### Task statement:
Every line of the data is to be output verbatim.

####

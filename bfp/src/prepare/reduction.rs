use crate::{
    layouts::{Exponent, Headroom, RightShift},
    prepare::{BinaryPlan, UnaryPlan, ceil_log2},
};

/// Planner for the 32-bit inner product
/// `sum_k ((b[k] >> b_shr) * (c[k] >> c_shr)) >> 30` on a 40-bit accumulator.
///
/// Headroom is removed from both operands first. Only when `len` worst-case
/// products could reach `2^39` are the operands shifted back right, B taking
/// the smaller half of the excess.
pub fn vect_s32_dot_prepare(b_exp: Exponent, c_exp: Exponent, b_hr: Headroom, c_hr: Headroom, len: usize) -> BinaryPlan {
    let total_hr: i32 = (b_hr + c_hr) as i32;
    let mut total_shr: RightShift = ceil_log2(len) - 7;

    let mut b_shr: RightShift = -(b_hr as i32);
    let mut c_shr: RightShift = -(c_hr as i32);

    if total_shr >= total_hr {
        b_shr += b_hr as i32;
        c_shr += c_hr as i32;
        total_shr -= total_hr;
        b_shr += total_shr >> 1;
        c_shr += total_shr - (total_shr >> 1);
    } else if total_shr >= 0 {
        let b_part: i32 = (b_hr as i32).min(total_shr);
        b_shr += b_part;
        c_shr += total_shr - b_part;
    }

    BinaryPlan {
        a_exp: b_exp + c_exp + b_shr + c_shr + 30,
        b_shr,
        c_shr,
    }
}

/// Planner for the 32-bit energy `sum_k (b[k] >> b_shr)^2 >> 30`.
pub fn vect_s32_energy_prepare(len: usize, b_exp: Exponent, b_hr: Headroom) -> UnaryPlan {
    let b_shr: RightShift = ((ceil_log2(len) - 6) / 2 - b_hr as i32).max(-(b_hr as i32));
    UnaryPlan {
        a_exp: 2 * (b_exp + b_shr) + 30,
        b_shr,
    }
}

/// Planner for the sum of a complex 32-bit vector on 40-bit accumulators,
/// which hold 8 guard bits above the input headroom.
pub fn vect_complex_s32_sum_prepare(b_exp: Exponent, b_hr: Headroom, len: usize) -> UnaryPlan {
    let acc_hr: i32 = 8 + b_hr as i32;
    let b_shr: RightShift = (ceil_log2(len) - acc_hr).max(0);
    UnaryPlan {
        a_exp: b_exp + b_shr,
        b_shr,
    }
}

#[cfg(test)]
mod tests {
    use crate::prepare::{BinaryPlan, UnaryPlan, vect_complex_s32_sum_prepare, vect_s32_dot_prepare, vect_s32_energy_prepare};

    #[test]
    fn dot_short_vectors_remove_headroom() {
        assert_eq!(
            vect_s32_dot_prepare(-30, -30, 3, 5, 16),
            BinaryPlan { a_exp: -38, b_shr: -3, c_shr: -5 }
        );
    }

    #[test]
    fn dot_long_vectors_split_excess() {
        // K = 10, total_shr = 3 >= total_hr = 0.
        assert_eq!(
            vect_s32_dot_prepare(0, 0, 0, 0, 1000),
            BinaryPlan { a_exp: 33, b_shr: 1, c_shr: 2 }
        );
        // K = 9, total_shr = 2 < total_hr = 4.
        assert_eq!(
            vect_s32_dot_prepare(0, 0, 1, 3, 512),
            BinaryPlan { a_exp: 28, b_shr: 0, c_shr: -2 }
        );
    }

    #[test]
    fn energy() {
        assert_eq!(vect_s32_energy_prepare(64, -31, 4), UnaryPlan { a_exp: -40, b_shr: -4 });
        assert_eq!(vect_s32_energy_prepare(1 << 12, 0, 0), UnaryPlan { a_exp: 36, b_shr: 3 });
    }

    #[test]
    fn complex_sum() {
        assert_eq!(vect_complex_s32_sum_prepare(-20, 0, 200), UnaryPlan { a_exp: -20, b_shr: 0 });
        assert_eq!(vect_complex_s32_sum_prepare(-20, 1, 1 << 12), UnaryPlan { a_exp: -17, b_shr: 3 });
    }
}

####

### Task response:
filename bfp/src/prepare/reduction.rs
use crate::{
    layouts::{Exponent, Headroom, RightShift},
    prepare::{BinaryPlan, UnaryPlan, ceil_log2},
};

/// Planner for the 32-bit inner product
/// `sum_k ((b[k] >> b_shr) * (c[k] >> c_shr)) >> 30` on a 40-bit accumulator.
///
/// Headroom is removed from both operands first. Only when `len` worst-case
/// products could reach `2^39` are the operands shifted back right, B taking
/// the smaller half of the excess.
pub fn vect_s32_dot_prepare(b_exp: Exponent, c_exp: Exponent, b_hr: Headroom, c_hr: Headroom, len: usize) -> BinaryPlan {
    let total_hr: i32 = (b_hr + c_hr) as i32;
    let mut total_shr: RightShift = ceil_log2(len) - 7;

    let mut b_shr: RightShift = -(b_hr as i32);
    let mut c_shr: RightShift = -(c_hr as i32);

    if total_shr >= total_hr {
        b_shr += b_hr as i32;
        c_shr += c_hr as i32;
        total_shr -= total_hr;
        b_shr += total_shr >> 1;
        c_shr += total_shr - (total_shr >> 1);
    } else if total_shr >= 0 {
        let b_part: i32 = (b_hr as i32).min(total_shr);
        b_shr += b_part;
        c_shr += total_shr - b_part;
    }

    BinaryPlan {
        a_exp: b_exp + c_exp + b_shr + c_shr + 30,
        b_shr,
        c_shr,
    }
}

/// Planner for the 32-bit energy `sum_k (b[k] >> b_shr)^2 >> 30`.
pub fn vect_s32_energy_prepare(len: usize, b_exp: Exponent, b_hr: Headroom) -> UnaryPlan {
    let b_shr: RightShift = ((ceil_log2(len) - 6) / 2 - b_hr as i32).max(-(b_hr as i32));
    UnaryPlan {
        a_exp: 2 * (b_exp + b_shr) + 30,
        b_shr,
    }
}

/// Planner for the sum of a complex 32-bit vector on 40-bit accumulators,
/// which hold 8 guard bits above the input headroom.
pub fn vect_complex_s32_sum_prepare(b_exp: Exponent, b_hr: Headroom, len: usize) -> UnaryPlan {
    let acc_hr: i32 = 8 + b_hr as i32;
    let b_shr: RightShift = (ceil_log2(len) - acc_hr).max(0);
    UnaryPlan {
        a_exp: b_exp + b_shr,
        b_shr,
    }
}

#[cfg(test)]
mod tests {
    use crate::prepare::{BinaryPlan, UnaryPlan, vect_complex_s32_sum_prepare, vect_s32_dot_prepare, vect_s32_energy_prepare};

    #[test]
    fn dot_short_vectors_remove_headroom() {
        assert_eq!(
            vect_s32_dot_prepare(-30, -30, 3, 5, 16),
            BinaryPlan { a_exp: -38, b_shr: -3, c_shr: -5 }
        );
    }

    #[test]
    fn dot_long_vectors_split_excess() {
        // K = 10, total_shr = 3 >= total_hr = 0.
        assert_eq!(
            vect_s32_dot_prepare(0, 0, 0, 0, 1000),
            BinaryPlan { a_exp: 33, b_shr: 1, c_shr: 2 }
        );
        // K = 9, total_shr = 2 < total_hr = 4.
        assert_eq!(
            vect_s32_dot_prepare(0, 0, 1, 3, 512),
            BinaryPlan { a_exp: 28, b_shr: 0, c_shr: -2 }
        );
    }

    #[test]
    fn energy() {
        assert_eq!(vect_s32_energy_prepare(64, -31, 4), UnaryPlan { a_exp: -40, b_shr: -4 });
        assert_eq!(vect_s32_energy_prepare(1 << 12, 0, 0), UnaryPlan { a_exp: 36, b_shr: 3 });
    }

    #[test]
    fn complex_sum() {
        assert_eq!(vect_complex_s32_sum_prepare(-20, 0, 200), UnaryPlan { a_exp: -20, b_shr: 0 });
        assert_eq!(vect_complex_s32_sum_prepare(-20, 1, 1 << 12), UnaryPlan { a_exp: -17, b_shr: 3 });
    }
}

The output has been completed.